**Your task:** An exact copy of all the entries is what is needed here.

**Material for this task:**
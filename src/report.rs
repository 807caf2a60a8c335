//! End-to-end report pipeline.
//!
//! Payloads named by a [`ReportRequest`] are read and normalized into
//! [`SourceBatch`]es, merged in the fixed connector order, assembled into a
//! dense table over the requested window and handed back together with the
//! impact window and a column summary.

use std::{fs::File, io::BufReader, path::Path};

use anyhow::{Context, Result};
use encoding_rs::UTF_8;
use log::{info, warn};
use serde::Serialize;

use crate::{
    assemble::{DenseTable, assemble},
    classify::{ColumnClassification, classify},
    data::RawRow,
    error::{MergeError, MergeResult},
    io_utils,
    merge::{MappingSettings, MergedSeries, merge},
    period::ImpactWindow,
    request::{ReportRequest, TabularRequest},
    session::{Session, UploadedSource},
    sources::{
        NORMALIZED_DATE_COLUMN, SourceKind,
        ads::{self, AdsRow},
        analytics::{self, BatchReportResponse},
        grouped,
        sheet::{self, ValueRange},
        upload, warehouse,
    },
    summary::{ColumnSummary, summarize},
};

pub const FILLED_GAPS_WARNING: &str = "Some values have 0 in them which are from your data or where dates were missing and were filled in automatically";

/// One normalized source ready to merge.
#[derive(Debug, Clone)]
pub struct SourceBatch {
    pub kind: SourceKind,
    pub rows: Vec<RawRow>,
    pub settings: MappingSettings,
}

#[derive(Debug, Clone, Serialize)]
pub struct ReportOutput {
    pub table: DenseTable,
    pub has_filled_gaps: bool,
    pub warning: Option<&'static str>,
    pub window: ImpactWindow,
    pub summary: Vec<ColumnSummary>,
}

/// Declared metrics must exist in the batch and be numeric.
pub fn validate_metrics(
    kind: SourceKind,
    classification: &ColumnClassification,
    metrics: &[String],
) -> MergeResult<()> {
    for metric in metrics {
        if classification.is_categorical(metric) {
            return Err(MergeError::NonNumericMetric {
                tag: kind.tag().to_string(),
                column: metric.clone(),
            });
        }
        if !classification.is_numeric(metric) {
            return Err(MergeError::missing_key(kind.tag(), metric));
        }
    }
    Ok(())
}

/// Merges batches in [`SourceKind::MERGE_ORDER`], whatever order they arrive in.
pub fn merge_batches(batches: &[SourceBatch]) -> MergeResult<MergedSeries> {
    let mut merged = MergedSeries::new();
    for kind in SourceKind::MERGE_ORDER {
        for batch in batches.iter().filter(|batch| batch.kind == kind) {
            merged = merge(&batch.rows, &batch.settings, merged, kind.tag())?;
        }
    }
    Ok(merged)
}

pub fn assemble_report(
    merged: &MergedSeries,
    request: &ReportRequest,
    window: ImpactWindow,
) -> MergeResult<ReportOutput> {
    let (table, has_filled_gaps) = assemble(
        merged,
        &request.from_date,
        &request.to_date,
        &request.target_event,
    )?;
    let summary = summarize(&table);
    Ok(ReportOutput {
        table,
        has_filled_gaps,
        warning: has_filled_gaps.then_some(FILLED_GAPS_WARNING),
        window,
        summary,
    })
}

pub fn run_report(request: &ReportRequest, session: &mut Session) -> Result<ReportOutput> {
    let window = ImpactWindow::from_dates(&request.from_date, &request.to_date, &request.event_date)?;
    if request.sources.is_empty() {
        warn!("Report request names no sources");
    }
    let batches = load_batches(request, session)?;
    let merged = merge_batches(&batches)?;
    info!(
        "Merged {} source(s) into {} date(s)",
        batches.len(),
        merged.len()
    );
    let output = assemble_report(&merged, request, window)?;
    if let Some(message) = output.warning {
        warn!("{message}");
    }
    Ok(output)
}

/// Reads and normalizes every source the request names. The upload is
/// stored on the session before it is merged.
pub fn load_batches(request: &ReportRequest, session: &mut Session) -> Result<Vec<SourceBatch>> {
    let sources = &request.sources;
    let mut batches = Vec::new();

    if let Some(ads_request) = &sources.gads {
        let rows: Vec<AdsRow> = read_json_file(&ads_request.path)?;
        let normalized = ads::normalize(&rows, &ads_request.campaigns, &ads_request.metrics)?;
        batches.push(SourceBatch {
            kind: SourceKind::Ads,
            rows: normalized,
            settings: MappingSettings::new(NORMALIZED_DATE_COLUMN, ads_request.metrics.iter().cloned()),
        });
    }

    if let Some(analytics_request) = &sources.ga4 {
        let response: BatchReportResponse = read_json_file(&analytics_request.path)?;
        let metrics = analytics_request
            .metrics
            .clone()
            .unwrap_or_else(|| response.metric_names());
        batches.push(SourceBatch {
            kind: SourceKind::Analytics,
            rows: analytics::rows_from_response(&response)?,
            settings: MappingSettings::new(NORMALIZED_DATE_COLUMN, metrics),
        });
    }

    if let Some(upload_request) = &sources.csv {
        let path = &upload_request.path;
        let delimiter = io_utils::resolve_input_delimiter(path, upload_request.delimiter()?);
        let encoding = io_utils::resolve_encoding(upload_request.encoding.as_deref())?;
        let rows = upload::load_upload(path, delimiter, encoding)?;
        let prepared = UploadedSource::prepare(rows, upload_request.convert_dates)
            .with_context(|| format!("Preparing upload {path:?}"))?;
        validate_metrics(SourceKind::Upload, &prepared.classification, &upload_request.metrics)?;
        let batch = SourceBatch {
            kind: SourceKind::Upload,
            rows: prepared.rows.clone(),
            settings: MappingSettings::new(prepared.date_column(), upload_request.metrics.iter().cloned()),
        };
        session.store_upload(SourceKind::Upload.tag(), prepared);
        batches.push(batch);
    }

    if let Some(sheet_request) = &sources.gsheet {
        let range: ValueRange = read_json_file(&sheet_request.path)?;
        let rows = sheet::rows_from_grid(&range)?;
        batches.push(tabular_batch(SourceKind::Sheet, rows, sheet_request)?);
    }

    if let Some(warehouse_request) = &sources.bigquery {
        let results = io_utils::read_json(&warehouse_request.path)?;
        let rows = warehouse::rows_from_results(&results)?;
        batches.push(tabular_batch(SourceKind::Warehouse, rows, warehouse_request)?);
    }

    if let Some(benchmark_request) = &sources.benchmark {
        let path = &benchmark_request.path;
        let delimiter = io_utils::resolve_input_delimiter(path, None);
        let rows = upload::load_upload(path, delimiter, UTF_8)?;
        let grouped = grouped::group_and_sum(&rows, &benchmark_request.group)?;
        batches.push(SourceBatch {
            kind: SourceKind::Benchmark,
            rows: grouped,
            settings: MappingSettings::new(NORMALIZED_DATE_COLUMN, benchmark_request.group.columns()),
        });
    }

    for batch in &batches {
        info!(
            "Loaded {} row(s) from '{}' for metric(s) {:?}",
            batch.rows.len(),
            batch.kind,
            batch.settings.metrics
        );
    }
    Ok(batches)
}

fn tabular_batch(
    kind: SourceKind,
    mut rows: Vec<RawRow>,
    request: &TabularRequest,
) -> Result<SourceBatch> {
    let classification = classify(&mut rows)?;
    let date_column = match &request.date_column {
        Some(column) => column.clone(),
        None => classification.require_date_column()?.to_string(),
    };
    validate_metrics(kind, &classification, &request.metrics)?;
    Ok(SourceBatch {
        kind,
        rows,
        settings: MappingSettings::new(date_column, request.metrics.iter().cloned()),
    })
}

fn read_json_file<T>(path: &Path) -> Result<T>
where
    T: serde::de::DeserializeOwned,
{
    let file = File::open(path).with_context(|| format!("Opening payload {path:?}"))?;
    serde_json::from_reader(BufReader::new(file))
        .with_context(|| format!("Parsing JSON payload {path:?}"))
}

**Your response:**
filename src/report.rs
repository 807caf2a60a8c335
//! End-to-end report pipeline.
//!
//! Payloads named by a [`ReportRequest`] are read and normalized into
//! [`SourceBatch`]es, merged in the fixed connector order, assembled into a
//! dense table over the requested window and handed back together with the
//! impact window and a column summary.

use std::{fs::File, io::BufReader, path::Path};

use anyhow::{Context, Result};
use encoding_rs::UTF_8;
use log::{info, warn};
use serde::Serialize;

use crate::{
    assemble::{DenseTable, assemble},
    classify::{ColumnClassification, classify},
    data::RawRow,
    error::{MergeError, MergeResult},
    io_utils,
    merge::{MappingSettings, MergedSeries, merge},
    period::ImpactWindow,
    request::{ReportRequest, TabularRequest},
    session::{Session, UploadedSource},
    sources::{
        NORMALIZED_DATE_COLUMN, SourceKind,
        ads::{self, AdsRow},
        analytics::{self, BatchReportResponse},
        grouped,
        sheet::{self, ValueRange},
        upload, warehouse,
    },
    summary::{ColumnSummary, summarize},
};

pub const FILLED_GAPS_WARNING: &str = "Some values have 0 in them which are from your data or where dates were missing and were filled in automatically";

/// One normalized source ready to merge.
#[derive(Debug, Clone)]
pub struct SourceBatch {
    pub kind: SourceKind,
    pub rows: Vec<RawRow>,
    pub settings: MappingSettings,
}

#[derive(Debug, Clone, Serialize)]
pub struct ReportOutput {
    pub table: DenseTable,
    pub has_filled_gaps: bool,
    pub warning: Option<&'static str>,
    pub window: ImpactWindow,
    pub summary: Vec<ColumnSummary>,
}

/// Declared metrics must exist in the batch and be numeric.
pub fn validate_metrics(
    kind: SourceKind,
    classification: &ColumnClassification,
    metrics: &[String],
) -> MergeResult<()> {
    for metric in metrics {
        if classification.is_categorical(metric) {
            return Err(MergeError::NonNumericMetric {
                tag: kind.tag().to_string(),
                column: metric.clone(),
            });
        }
        if !classification.is_numeric(metric) {
            return Err(MergeError::missing_key(kind.tag(), metric));
        }
    }
    Ok(())
}

/// Merges batches in [`SourceKind::MERGE_ORDER`], whatever order they arrive in.
pub fn merge_batches(batches: &[SourceBatch]) -> MergeResult<MergedSeries> {
    let mut merged = MergedSeries::new();
    for kind in SourceKind::MERGE_ORDER {
        for batch in batches.iter().filter(|batch| batch.kind == kind) {
            merged = merge(&batch.rows, &batch.settings, merged, kind.tag())?;
        }
    }
    Ok(merged)
}

pub fn assemble_report(
    merged: &MergedSeries,
    request: &ReportRequest,
    window: ImpactWindow,
) -> MergeResult<ReportOutput> {
    let (table, has_filled_gaps) = assemble(
        merged,
        &request.from_date,
        &request.to_date,
        &request.target_event,
    )?;
    let summary = summarize(&table);
    Ok(ReportOutput {
        table,
        has_filled_gaps,
        warning: has_filled_gaps.then_some(FILLED_GAPS_WARNING),
        window,
        summary,
    })
}

pub fn run_report(request: &ReportRequest, session: &mut Session) -> Result<ReportOutput> {
    let window = ImpactWindow::from_dates(&request.from_date, &request.to_date, &request.event_date)?;
    if request.sources.is_empty() {
        warn!("Report request names no sources");
    }
    let batches = load_batches(request, session)?;
    let merged = merge_batches(&batches)?;
    info!(
        "Merged {} source(s) into {} date(s)",
        batches.len(),
        merged.len()
    );
    let output = assemble_report(&merged, request, window)?;
    if let Some(message) = output.warning {
        warn!("{message}");
    }
    Ok(output)
}

/// Reads and normalizes every source the request names. The upload is
/// stored on the session before it is merged.
pub fn load_batches(request: &ReportRequest, session: &mut Session) -> Result<Vec<SourceBatch>> {
    let sources = &request.sources;
    let mut batches = Vec::new();

    if let Some(ads_request) = &sources.gads {
        let rows: Vec<AdsRow> = read_json_file(&ads_request.path)?;
        let normalized = ads::normalize(&rows, &ads_request.campaigns, &ads_request.metrics)?;
        batches.push(SourceBatch {
            kind: SourceKind::Ads,
            rows: normalized,
            settings: MappingSettings::new(NORMALIZED_DATE_COLUMN, ads_request.metrics.iter().cloned()),
        });
    }

    if let Some(analytics_request) = &sources.ga4 {
        let response: BatchReportResponse = read_json_file(&analytics_request.path)?;
        let metrics = analytics_request
            .metrics
            .clone()
            .unwrap_or_else(|| response.metric_names());
        batches.push(SourceBatch {
            kind: SourceKind::Analytics,
            rows: analytics::rows_from_response(&response)?,
            settings: MappingSettings::new(NORMALIZED_DATE_COLUMN, metrics),
        });
    }

    if let Some(upload_request) = &sources.csv {
        let path = &upload_request.path;
        let delimiter = io_utils::resolve_input_delimiter(path, upload_request.delimiter()?);
        let encoding = io_utils::resolve_encoding(upload_request.encoding.as_deref())?;
        let rows = upload::load_upload(path, delimiter, encoding)?;
        let prepared = UploadedSource::prepare(rows, upload_request.convert_dates)
            .with_context(|| format!("Preparing upload {path:?}"))?;
        validate_metrics(SourceKind::Upload, &prepared.classification, &upload_request.metrics)?;
        let batch = SourceBatch {
            kind: SourceKind::Upload,
            rows: prepared.rows.clone(),
            settings: MappingSettings::new(prepared.date_column(), upload_request.metrics.iter().cloned()),
        };
        session.store_upload(SourceKind::Upload.tag(), prepared);
        batches.push(batch);
    }

    if let Some(sheet_request) = &sources.gsheet {
        let range: ValueRange = read_json_file(&sheet_request.path)?;
        let rows = sheet::rows_from_grid(&range)?;
        batches.push(tabular_batch(SourceKind::Sheet, rows, sheet_request)?);
    }

    if let Some(warehouse_request) = &sources.bigquery {
        let results = io_utils::read_json(&warehouse_request.path)?;
        let rows = warehouse::rows_from_results(&results)?;
        batches.push(tabular_batch(SourceKind::Warehouse, rows, warehouse_request)?);
    }

    if let Some(benchmark_request) = &sources.benchmark {
        let path = &benchmark_request.path;
        let delimiter = io_utils::resolve_input_delimiter(path, None);
        let rows = upload::load_upload(path, delimiter, UTF_8)?;
        let grouped = grouped::group_and_sum(&rows, &benchmark_request.group)?;
        batches.push(SourceBatch {
            kind: SourceKind::Benchmark,
            rows: grouped,
            settings: MappingSettings::new(NORMALIZED_DATE_COLUMN, benchmark_request.group.columns()),
        });
    }

    for batch in &batches {
        info!(
            "Loaded {} row(s) from '{}' for metric(s) {:?}",
            batch.rows.len(),
            batch.kind,
            batch.settings.metrics
        );
    }
    Ok(batches)
}

fn tabular_batch(
    kind: SourceKind,
    mut rows: Vec<RawRow>,
    request: &TabularRequest,
) -> Result<SourceBatch> {
    let classification = classify(&mut rows)?;
    let date_column = match &request.date_column {
        Some(column) => column.clone(),
        None => classification.require_date_column()?.to_string(),
    };
    validate_metrics(kind, &classification, &request.metrics)?;
    Ok(SourceBatch {
        kind,
        rows,
        settings: MappingSettings::new(date_column, request.metrics.iter().cloned()),
    })
}

fn read_json_file<T>(path: &Path) -> Result<T>
where
    T: serde::de::DeserializeOwned,
{
    let file = File::open(path).with_context(|| format!("Opening payload {path:?}"))?;
    serde_json::from_reader(BufReader::new(file))
        .with_context(|| format!("Parsing JSON payload {path:?}"))
}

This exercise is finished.